If this has ever happened to you, I want to suggest that a sermon structure may actually help you keep your hard work and be useful in helping your hearers have the same ‘aha’ moment you had. The structure that does this best is the ‘so called’ Lowry Loop.
“Eugene Lowry, in his work The Homiletical Plot and his revision of such work in The Sermon, suggests that the sermon create a sequence of experiences on the part of the hearers that mirrors the experiences of a typical plot form. The sermon, therefore, moves from conflict (even conflicting ideas of what we feel the text is about) through complication, to crisis, and, finally, to resolution. Lowry’s The Homiletical Plot depicts this design as having the following five sections: (1) Upsetting the equilibrium (“oops”); (2) analyzing the discrepancy (“ugh!”); (3) disclosing the clue to the resolution (“aha!”); (4) experiencing the Gospel (“whee!”); and (5) anticipating the consequences (“yeah!”). Just as in a narrative, the climax of the story often arises from a surprising discovery of a new way of looking at things, so too, in this sermon, the reversal is something unforeseen by the hearers and, therefore, a surprise or, as Lowry calls it, an “aha!” experience. This is also the most difficult part of the sermon to craft and keep tight. It is important because its skill in development and delivery will create a centripetal force that will launch the hearers successfully into the concluding parts of the sermon. If it is not done well, the Lowry Loop typically falls apart at the end. If the preacher simply moves from trouble to grace without the element of a surprising turn (an unanticipated viewpoint that is nevertheless coherent to the story), the sermon structure is probably a law/gospel/application structure rather than a Lowry Loop.”[1]

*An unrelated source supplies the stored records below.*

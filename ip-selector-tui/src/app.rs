//!
//! app.rs
//! 应用主循环
//!
//!
//! 主循环大约每 100 ms 执行一次（取决于有无按键）：
//! loop {
//!
//!     events.drain()                                  // 取出服务层的 UiTransition 与提示
//!     update(app, Tick)                               // 过期的成功横幅恢复为空
//!     terminal.draw(|f| view::render(&app, f))        // 渲染 UI
//!     if app.should_quit { break }
//!     if let Some(event) = poll_event() {             // 最多等待 100ms
//!         let msg = handle_event(event, &app);
//!         if let Some(cmd) = update(&mut app, msg) {  // Update 只改 Model
//!             panel.dispatch(cmd)                     // I/O 交给后台任务
//!         }
//!     }
//! }

use std::time::Duration;

use anyhow::Result;
use tokio::task::JoinHandle;

use crate::backend::{PanelEvents, PanelService};
use crate::event;
use crate::message::AppMessage;
use crate::model::App;
use crate::update;
use crate::util::Term;
use crate::view;

/// 运行应用主循环
///
/// 返回退出时仍在执行的保存任务（如果有）。
pub fn run(
    terminal: &mut Term,
    app: &mut App,
    panel: &PanelService,
    events: &mut PanelEvents,
) -> Result<Option<JoinHandle<()>>> {
    let mut on_quit = None;

    loop {
        // 1. 折叠服务层事件
        for msg in events.drain() {
            apply(app, msg, panel);
        }
        apply(app, AppMessage::Tick, panel);

        // 2. 渲染 UI
        terminal.draw(|frame| {
            view::render(app, frame);
        })?;

        // 3. 检查是否应该退出
        if app.should_quit {
            break;
        }

        // 4. 轮询事件（100ms 超时）
        if let Some(event) = event::poll_event(Duration::from_millis(100))? {
            let msg = event::handle_event(event, app);
            let pending = apply(app, msg, panel);
            if app.should_quit {
                on_quit = pending;
            }
        }
    }

    Ok(on_quit)
}

/// 更新状态，必要时把命令交给 Backend 层
fn apply(app: &mut App, msg: AppMessage, panel: &PanelService) -> Option<JoinHandle<()>> {
    let command = update::update(app, msg)?;
    tracing::debug!(?command, "dispatching");
    Some(panel.dispatch(command))
}
//! Key-value store abstraction for operator input

use std::collections::HashMap;
use std::sync::Arc;

use async_trait::async_trait;
use tokio::sync::RwLock;

use crate::error::CoreResult;

/// Persistent text store Trait
///
/// Platform implementation:
/// - TUI: `JsonInputStore` (JSON file in the config directory)
/// - Tests: [`InMemoryInputStore`]
#[async_trait]
pub trait InputStore: Send + Sync {
    /// Read the value stored under `key`
    async fn get(&self, key: &str) -> CoreResult<Option<String>>;

    /// Overwrite the value stored under `key`
    async fn set(&self, key: &str, value: &str) -> CoreResult<()>;
}

/// In-memory input store
///
/// Nothing survives the process.
#[derive(Clone, Default)]
pub struct InMemoryInputStore {
    values: Arc<RwLock<HashMap<String, String>>>,
}

impl InMemoryInputStore {
    #[must_use]
    pub fn new() -> Self {
        Self::default()
    }
}

#[async_trait]
impl InputStore for InMemoryInputStore {
    async fn get(&self, key: &str) -> CoreResult<Option<String>> {
        Ok(self.values.read().await.get(key).cloned())
    }

    async fn set(&self, key: &str, value: &str) -> CoreResult<()> {
        self.values
            .write()
            .await
            .insert(key.to_string(), value.to_string());
        Ok(())
    }
}
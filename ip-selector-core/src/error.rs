//! Unified error type definition

use std::time::Duration;

use serde::Serialize;
use thiserror::Error;

// Re-export library error type
pub use ip_selector_client::{ClientError, UNKNOWN_ERROR_MESSAGE};

/// Local precondition failure before a dependent call. Never reaches the network.
#[derive(Error, Debug, Clone, PartialEq, Eq, Serialize)]
#[serde(tag = "reason", content = "value")]
pub enum ValidationError {
    /// No candidate row is selected
    #[error("Please select one IP address first")]
    NoSelection,

    /// The selection refers to a table that has since been replaced
    #[error("The selected row is no longer in the candidate list, please select again")]
    StaleSelection,

    /// The selected address is not a dotted-quad IPv4 address
    #[error("Invalid IPv4 address: '{0}'")]
    BadFormat(String),
}

/// Core layer error type
#[derive(Error, Debug, Serialize)]
#[serde(tag = "code", content = "details")]
pub enum CoreError {
    /// Backend rejected the selection job
    #[error("Selection submission failed: {0}")]
    Submission(ClientError),

    /// Status check failed at the transport or application level
    #[error("Status poll failed: {0}")]
    Poll(ClientError),

    /// Candidate list refresh failed
    #[error("Candidate refresh failed: {0}")]
    Fetch(ClientError),

    /// DNS sync request failed
    #[error("DNS sync failed: {0}")]
    Sync(ClientError),

    /// Validation error
    #[error("{0}")]
    Validation(#[from] ValidationError),

    /// Poll loop gave up before the job reached a terminal status
    #[error("Selection job timed out after {attempts} status checks ({}s)", .waited.as_secs())]
    TimedOut { attempts: u32, waited: Duration },

    /// A job is already being submitted or polled
    #[error("A selection job is already running")]
    JobInProgress,

    /// Storage layer error
    #[error("Storage error: {0}")]
    StorageError(String),

    /// serialization error
    #[error("Serialization error: {0}")]
    SerializationError(String),

    /// Client error (converting from library)
    #[error("{0}")]
    Client(#[from] ClientError),
}

impl CoreError {
    /// Whether it is expected behavior (user input, backend rejection, etc.) is used for log classification.
    ///
    /// Level `warn` should be used when returning `true` and level `error` when returning `false`.
    /// **Please update this method simultaneously when new variants are added. **
    #[must_use]
    pub fn is_expected(&self) -> bool {
        match self {
            Self::Validation(_) | Self::JobInProgress | Self::TimedOut { .. } => true,
            Self::Submission(e) | Self::Poll(e) | Self::Fetch(e) | Self::Sync(e) | Self::Client(e) => {
                e.is_expected()
            }
            Self::StorageError(_) | Self::SerializationError(_) => false,
        }
    }

    /// Banner text for the operator.
    ///
    /// Backend failures show the server message (or [`UNKNOWN_ERROR_MESSAGE`]);
    /// everything else uses the `Display` form.
    #[must_use]
    pub fn user_message(&self) -> String {
        match self {
            Self::Submission(e) | Self::Poll(e) | Self::Fetch(e) | Self::Sync(e) | Self::Client(e) => {
                e.user_message()
            }
            other => other.to_string(),
        }
    }
}

/// Core layer Result type alias
pub type CoreResult<T> = std::result::Result<T, CoreError>;
//!
//! src/event/mod.rs
//! Event 层：事件处理
//!
//! 负责将键盘输入事件转换为 Message。
//!
//!
//! 有模块结构：
//!     src/event/mod.rs
//!         mod handler;        // 事件处理器
//!         mod keymap;         // 快捷键映射
//!
//!         pub use handler::{handle_event, poll_event};
//!
//!
//!     handle_event 的判断顺序：
//!         - 只处理 Press，忽略 Release / Repeat
//!         - 全局快捷键：Alt+q 退出、Tab 切换面板、Alt+s 开始优选、
//!           Alt+y 同步 DNS、Alt+r 刷新、Esc 清除状态消息
//!         - 焦点在编辑器：字符输入、换行、删除、光标移动
//!         - 焦点在表格：↑↓/jk 移动高亮，空格/Enter 选中单选框
//!
//!     编辑器里的普通字母不会被当成快捷键，所有操作键都带 Alt。
//!

mod handler;
mod keymap;

pub use handler::{handle_event, poll_event};
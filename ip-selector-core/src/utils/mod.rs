//! Utility modules

pub mod ipv4;
//! Log sanitization utilities
//!
//! Keeps large candidate lists and backend error pages from flooding
//! debug/error logs.

/// Maximum number of characters to include in truncated log output.
const TRUNCATE_LIMIT: usize = 256;

/// MSRV-compatible replacement for `str::floor_char_boundary` (stable since 1.91.0).
fn floor_char_boundary(s: &str, index: usize) -> usize {
    if index >= s.len() {
        s.len()
    } else {
        let mut i = index;
        while i > 0 && !s.is_char_boundary(i) {
            i -= 1;
        }
        i
    }
}

/// Truncate a string for safe logging.
///
/// Returns the original string if it's within the limit, otherwise the first
/// `TRUNCATE_LIMIT` bytes (on a char boundary) with the total length appended.
pub fn truncate_for_log(s: &str) -> String {
    if s.len() <= TRUNCATE_LIMIT {
        s.to_string()
    } else {
        format!(
            "{}... [truncated, total {} bytes]",
            &s[..floor_char_boundary(s, TRUNCATE_LIMIT)],
            s.len()
        )
    }
}

#[cfg(test)]
mod tests {
    use super::*;

    #[test]
    fn short_body_unchanged() {
        let s = r#"{"code":0,"data":"Processing"}"#;
        assert_eq!(truncate_for_log(s), s);
    }

    #[test]
    fn exactly_at_limit() {
        let s = "a".repeat(TRUNCATE_LIMIT);
        assert_eq!(truncate_for_log(&s), s);
    }

    #[test]
    fn long_candidate_list_truncated() {
        let row = r#"["104.16.1.1","4","4","0.00","151.20","12.3"],"#;
        let s = row.repeat(40);
        let result = truncate_for_log(&s);
        assert!(result.contains("... [truncated, total"));
        assert!(result.contains(&format!("{} bytes]", s.len())));
        assert!(result.len() < s.len());
    }

    #[test]
    fn multibyte_message_safe() {
        let s = "请求失败".repeat(100);
        let result = truncate_for_log(&s);
        assert!(result.contains("... [truncated, total"));
    }
}
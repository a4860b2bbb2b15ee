//! Generic HTTP client tools
//!
//! Reusable request/response handling for the backend endpoints.
//!
//! # design principles
//! - **One place for transport errors** - timeouts and connection failures are mapped here
//! - **Logging with truncation** - bodies are logged through `truncate_for_log`
//! - **No retries** - the only retried operation is the status poll, and that loop lives in the core crate

use reqwest::RequestBuilder;
use serde::de::DeserializeOwned;

use crate::error::ClientError;
use crate::utils::log_sanitizer::truncate_for_log;

/// HTTP tool function set
pub struct HttpUtils;

impl HttpUtils {
    /// Performs an HTTP request and returns response text
    ///
    /// # Arguments
    /// * `request_builder` - configured request constructor (URL, headers, body)
    /// * `method_name` - request method name (such as "GET", "POST", used for logs)
    /// * `url` - request URL (for logging)
    ///
    /// # Returns
    /// * `Ok((status_code, response_text))`
    /// * `Err(ClientError::Timeout | ClientError::NetworkError)`
    pub async fn execute_request(
        request_builder: RequestBuilder,
        method_name: &str,
        url: &str,
    ) -> Result<(u16, String), ClientError> {
        log::debug!("{method_name} {url}");

        let response = request_builder.send().await.map_err(|e| {
            if e.is_timeout() {
                ClientError::Timeout {
                    detail: e.to_string(),
                }
            } else {
                ClientError::NetworkError {
                    detail: e.to_string(),
                }
            }
        })?;

        let status_code = response.status().as_u16();
        log::debug!("Response Status: {status_code}");

        let response_text = response
            .text()
            .await
            .map_err(|e| ClientError::NetworkError {
                detail: format!("Failed to read response body: {e}"),
            })?;

        log::debug!("Response Body: {}", truncate_for_log(&response_text));

        Ok((status_code, response_text))
    }

    /// Reject non-2xx statuses.
    pub fn ensure_success_status(status_code: u16, response_text: &str) -> Result<(), ClientError> {
        if (200..300).contains(&status_code) {
            return Ok(());
        }
        log::warn!("Unexpected HTTP status {status_code}");
        Err(ClientError::HttpStatus {
            status: status_code,
            body: truncate_for_log(response_text),
        })
    }

    /// Parse JSON response
    ///
    /// # Returns
    /// * `Ok(T)` - successfully parsed
    /// * `Err(ClientError::ParseError)` - parsing failed
    pub fn parse_json<T>(response_text: &str) -> Result<T, ClientError>
    where
        T: DeserializeOwned,
    {
        serde_json::from_str(response_text).map_err(|e| {
            log::error!("JSON parse failed: {e}");
            log::error!("Raw response: {}", truncate_for_log(response_text));
            ClientError::ParseError {
                detail: e.to_string(),
            }
        })
    }
}
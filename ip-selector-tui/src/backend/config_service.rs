//! 配置服务
//!
//! 配置文件：`<config_dir>/ip-selector-tui/config.json`。
//! 文件不存在时写入默认配置；`IP_SELECTOR_BASE_URL` 环境变量覆盖后端地址。

use std::path::{Path, PathBuf};

use ip_selector_client::ClientConfig;
use ip_selector_core::types::PanelSettings;
use serde::{Deserialize, Serialize};

use crate::view::theme::Theme;

/// 覆盖后端地址的环境变量
pub const BASE_URL_ENV: &str = "IP_SELECTOR_BASE_URL";

/// 获取配置目录路径
pub fn app_config_dir() -> PathBuf {
    dirs::config_dir()
        .unwrap_or_else(|| PathBuf::from("."))
        .join("ip-selector-tui")
}

/// 配置服务错误
#[derive(Debug, thiserror::Error)]
pub enum ConfigError {
    #[error("Config file {path} could not be accessed: {source}")]
    Io {
        path: PathBuf,
        source: std::io::Error,
    },

    #[error("Config file {path} is not valid: {source}")]
    Parse {
        path: PathBuf,
        source: serde_json::Error,
    },
}

/// 应用配置
#[derive(Debug, Clone, PartialEq, Eq, Serialize, Deserialize)]
#[serde(default, rename_all = "camelCase")]
pub struct AppConfig {
    /// 后端连接
    pub client: ClientConfig,
    /// 轮询、横幅与输入相关参数
    pub panel: PanelSettings,
    pub theme: Theme,
    pub language: String,
}

impl Default for AppConfig {
    fn default() -> Self {
        Self {
            client: ClientConfig::default(),
            panel: PanelSettings::default(),
            theme: Theme::Dark,
            language: "en-US".to_string(),
        }
    }
}

impl AppConfig {
    /// 环境变量优先于配置文件
    #[must_use]
    pub fn with_base_url_override(mut self, base_url: Option<String>) -> Self {
        if let Some(url) = base_url.filter(|u| !u.trim().is_empty()) {
            self.client.base_url = url.trim().to_string();
        }
        self
    }
}

/// 配置服务 trait
pub trait ConfigService: Send + Sync {
    /// 加载配置
    fn load(&self) -> Result<AppConfig, ConfigError>;

    /// 保存配置
    fn save(&self, config: &AppConfig) -> Result<(), ConfigError>;
}

/// 本地 JSON 文件配置服务
pub struct FileConfigService {
    path: PathBuf,
}

impl FileConfigService {
    pub fn new(path: impl Into<PathBuf>) -> Self {
        Self { path: path.into() }
    }

    /// 位于配置目录下的默认配置文件
    pub fn in_dir(dir: &Path) -> Self {
        Self::new(dir.join("config.json"))
    }

    pub fn path(&self) -> &Path {
        &self.path
    }

    /// 加载配置；文件不存在时写入默认值
    pub fn load_or_init(&self) -> Result<AppConfig, ConfigError> {
        if self.path.exists() {
            return self.load();
        }
        let config = AppConfig::default();
        self.save(&config)?;
        log::info!("Wrote default config to {}", self.path.display());
        Ok(config)
    }

    fn io_error(&self, source: std::io::Error) -> ConfigError {
        ConfigError::Io {
            path: self.path.clone(),
            source,
        }
    }
}

impl ConfigService for FileConfigService {
    fn load(&self) -> Result<AppConfig, ConfigError> {
        let content = std::fs::read_to_string(&self.path).map_err(|e| self.io_error(e))?;
        serde_json::from_str(&content).map_err(|source| ConfigError::Parse {
            path: self.path.clone(),
            source,
        })
    }

    fn save(&self, config: &AppConfig) -> Result<(), ConfigError> {
        if let Some(dir) = self.path.parent() {
            std::fs::create_dir_all(dir).map_err(|e| self.io_error(e))?;
        }
        let content = serde_json::to_string_pretty(config).map_err(|source| ConfigError::Parse {
            path: self.path.clone(),
            source,
        })?;
        std::fs::write(&self.path, content).map_err(|e| self.io_error(e))
    }
}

This structure is designed to highlight the discovery you made so late in the game that changes everything about the text. Finding a way to take them along for the ride actually turns your sermon frustration into a sermon opportunity. However, here is a fair warning: Do not turn the sermon into a step-through of your prep process. That would be rather boring, and nobody enjoys watching the sausage making process. Instead, what you are capturing with this structure is the experience of the so called “turn.” The turn is the disclosure of a clue, and the turn is a thrilling moment of discovery that can give your hearers a fresh perspective, which makes the whole experience of the Lowry Loop structure a favorite for hearer and preacher. Another fair warning is not to make the text say something it does not mean. If you have an “interesting idea,” but it is not really the main point of the text, then you do not have a Lowry Loop, you have a Hobby Horse. It is important to know the difference and to remain faithful to the text rather than crafting an experience of your interest during sermon preparation.
If you have an “interesting idea,” but it is not really the main point of the text, then you do not have a Lowry Loop, you have a Hobby Horse.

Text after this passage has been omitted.